- Location: Sakyō-ku, Kyoto, Japan
- Date: 15 January 2007; 19 years ago 7:45 p.m. (Japan Standard Time)
- Victim: Daisaku Chiba, aged 20

= Murder of Daisaku Chiba =

2007 murder case in Sakyō-ku, Kyoto, Japan

On 15 January 2007, 20-year-old Daisaku Chiba (千葉大作, Chiba Daisaku), an aspiring manga artist and first year student at Kyoto Seika University, was stabbed after bicycling home from school. He later died in the hospital. The murder has remained unsolved.

== Background ==
Chiba was a 20-year-old from Sendai. A lifelong artist, he attended the Kyoto Seika University's Manga Department as a first year student.

== Murder ==
On 15 January 2007, at around 7:45 p.m., Chiba was bicycling home on a sidewalk in Sakyō-ku, a ward of Kyoto, where a man, described as between 20 and 30 years of age, was reported by witnesses to have approached Chiba, swaying from side to side while yelling obscenities at him. The man proceeded to stab him over a dozen times, including in the chest and stomach. Chiba later died at the hospital.

== Investigation ==
Chiba's professors and classmates created and distributed an informational manga, detailing about his life and raising awareness to the public. Authorities have received 1,350 pieces of information relating to the murder.

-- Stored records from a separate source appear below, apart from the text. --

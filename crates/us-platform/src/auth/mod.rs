//! Actor identity for mutation requests.

pub mod identity;
pub mod middleware;

pub use identity::{ActorIdentity, ActorIdentityExtractor, IdentityError, ID_TOKEN_HEADER};
pub use middleware::{actor_required, require_actor, Actor, IdentityRejected};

In 2022, the National Police Agency offered up to 3 million yen for information related to the murder. Tissues were handed out by police officers containing the perpetrator's sketches at the Kokusaikaikan Station. This practice has been done multiple times in the past as an attempt to receive investigation relating to the murder, although it has remained unsolved.